By Uplight Staff Writer on

This post was originally published on FirstFuel’s website. FirstFuel is now Uplight.

Utilities spent a century perfecting the science of delivering safe, affordable and reliable energy service. The rapidly changing energy ecosystem has now made “customer centricity” the must-have core competency.

“The Focus on the Customer” has dominated industry thought leader agendas for a while, but the proof lies in the investment patterns of energy providers. In recent years, a much greater percentage of utilities have launched customer transformation programs as a means to adopt new engagement models. Notably, they are taking cues from service organizations outside the energy industry.

As utilities embrace customer centricity, two noticeable trends have emerged. One trend is digital. Energy providers continue to digitize core aspects of customer service and operations, from web self-service and mobile to call centers and other support functions. The other trend is one I call “residential first,” where utilities have prioritized the energy consumer at home in an effort to reach scale through standardization, automation and repeatability.

The first trend, digital, is both understandable and necessary, but must be done carefully as industry leader Accenture convincingly argues in their most recent Accenture New Energy Consumer 2017 study, titled New Paths to Operating Agility. The second trend, residential first, may be leaving opportunity on the table.

From an economic or value-driven argument, the business customer segment offers a significant – and often overlooked – value as part of utility customer transformation initiatives. The small and medium business (SMB), and commercial and industrial segments offer tremendous revenue generation and cost reduction opportunities. More specifically, business customers:

  • Comprise 60-70 percent of energy load and commodity revenue in most service territories
  • Provide anywhere from 2x to 20x greater impact per customer on key utility revenue objectives such as cross-sell and retention, and as compared to the residential market
  • Represent approximately 60 percent of new product and service budgets, in aggregate
  • Cost 1.5x to 2.0x more to serve per customer compared to residential consumers

With that perspective, where are the “business-first” transformation programs? One answer may lie in the inherent complexities of achieving broad-based engagement of this segment at scale. Utility business customers are more difficult to segment, as each customer has large variations in size. Even the energy users themselves vary in role, responsibility, sophistication and so on.

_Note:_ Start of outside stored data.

//! Template store that layers user template directories over the built-ins.

use std::collections::BTreeSet;
use std::path::{Path, PathBuf};

use easyeuler_core::{
    application::{ApplicationError, ports::TemplateStore},
    domain::Template,
    error::EulerResult,
};
use tracing::{debug, instrument, warn};

use crate::builtin_templates;

/// Resolves a template name to the first `<dir>/<name>` file found in the
/// configured directories, falling back to the built-in template.
#[derive(Debug, Clone, Default)]
pub struct LayeredTemplateStore {
    directories: Vec<PathBuf>,
}

impl LayeredTemplateStore {
    /// Directories in priority order, highest first.
    pub fn new(directories: Vec<PathBuf>) -> Self {
        Self { directories }
    }

    /// Only the built-in templates.
    pub fn builtin() -> Self {
        Self::default()
    }

    fn read_user(&self, dir: &Path, name: &str) -> EulerResult<Option<Template>> {
        let path = dir.join(name);
        if !path.is_file() {
            return Ok(None);
        }
        let source =
            std::fs::read_to_string(&path).map_err(|e| ApplicationError::FilesystemError {
                path: path.clone(),
                reason: format!("Failed to read template: {e}"),
            })?;
        debug!(template = name, path = %path.display(), "Using user template");
        Ok(Some(Template::new(name, source)))
    }
}

impl TemplateStore for LayeredTemplateStore {
    #[instrument(skip(self))]
    fn get(&self, name: &str) -> EulerResult<Template> {
        for dir in &self.directories {
            if let Some(template) = self.read_user(dir, name)? {
                return Ok(template);
            }
        }

        builtin_templates::get(name).ok_or_else(|| {
            ApplicationError::TemplateNotFound {
                name: name.to_string(),
                available: self.names(),
            }
            .into()
        })
    }

    fn names(&self) -> Vec<String> {
        let mut names: BTreeSet<String> =
            builtin_templates::names().map(str::to_string).collect();

        for dir in &self.directories {
            let Ok(entries) = std::fs::read_dir(dir) else {
                continue;
            };
            for entry in entries {
                match entry {
                    Ok(entry) if entry.path().is_file() => {
                        names.insert(entry.file_name().to_string_lossy().into_owned());
                    }
                    Ok(_) => {}
                    Err(e) => warn!(dir = %dir.display(), error = %e, "Skipping unreadable entry"),
                }
            }
        }

        names.into_iter().collect()
    }
}

#[cfg(test)]
mod tests {
    use super::*;
    use tempfile::TempDir;

    #[test]
    fn falls_back_to_builtin() {
        let store = LayeredTemplateStore::builtin();
        let template = store.get("python").unwrap();
        assert!(template.source.contains("{{DESCRIPTION}}"));
    }

    #[test]
    fn user_directory_shadows_builtin() {
        let dir = TempDir::new().unwrap();
        std::fs::write(dir.path().join("python"), "# {{NAME}}\n").unwrap();

        let store = LayeredTemplateStore::new(vec![dir.path().to_path_buf()]);
        assert_eq!(store.get("python").unwrap().source, "# {{NAME}}\n");
    }

    #[test]
    fn earlier_directory_wins() {
        let first = TempDir::new().unwrap();
        let second = TempDir::new().unwrap();
        std::fs::write(first.path().join("haskell"), "first").unwrap();
        std::fs::write(second.path().join("haskell"), "second").unwrap();

        let store = LayeredTemplateStore::new(vec![
            first.path().to_path_buf(),
            second.path().to_path_buf(),
        ]);
        assert_eq!(store.get("haskell").unwrap().source, "first");
    }

    #[test]
    fn missing_template_is_not_found() {
        let store = LayeredTemplateStore::new(vec![PathBuf::from("/nonexistent")]);
        let err = store.get("brainfuck").unwrap_err();
        assert_eq!(err.to_string(), "Template not found: brainfuck");
    }

    #[test]
    fn missing_template_lists_user_and_builtin_names() {
        let dir = TempDir::new().unwrap();
        std::fs::write(dir.path().join("haskell"), "main = print 0").unwrap();
        std::fs::create_dir(dir.path().join("not-a-template")).unwrap();

        let store = LayeredTemplateStore::new(vec![dir.path().to_path_buf()]);
        let err = store.get("cobol").unwrap_err();
        let suggestions = err.suggestions();

        assert!(suggestions.iter().any(|s| s.contains("haskell")));
        assert!(suggestions.iter().any(|s| s.contains("python")));
        assert!(!suggestions.iter().any(|s| s.contains("not-a-template")));
    }
}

However, new technologies and tools are helping utilities see past the complexities (glass half-empty) and grasp the potential opportunity (glass half-full). The most notable examples include providers focused on tackling both residential and business sectors in a single program, which mixes common investment themes (e.g., CRM) with bespoke industry-specific variations (e.g., channel mix to engage customers).

In today’s changing energy landscape, business customers represent the key to entering new markets, cultivating strategic relationships and realizing greater operational value. Leading providers are prioritizing business customer transformation as a critical component of their strategy pivot to next generation energy providers. At this point, the stakes are too high and the opportunity is too large to ignore.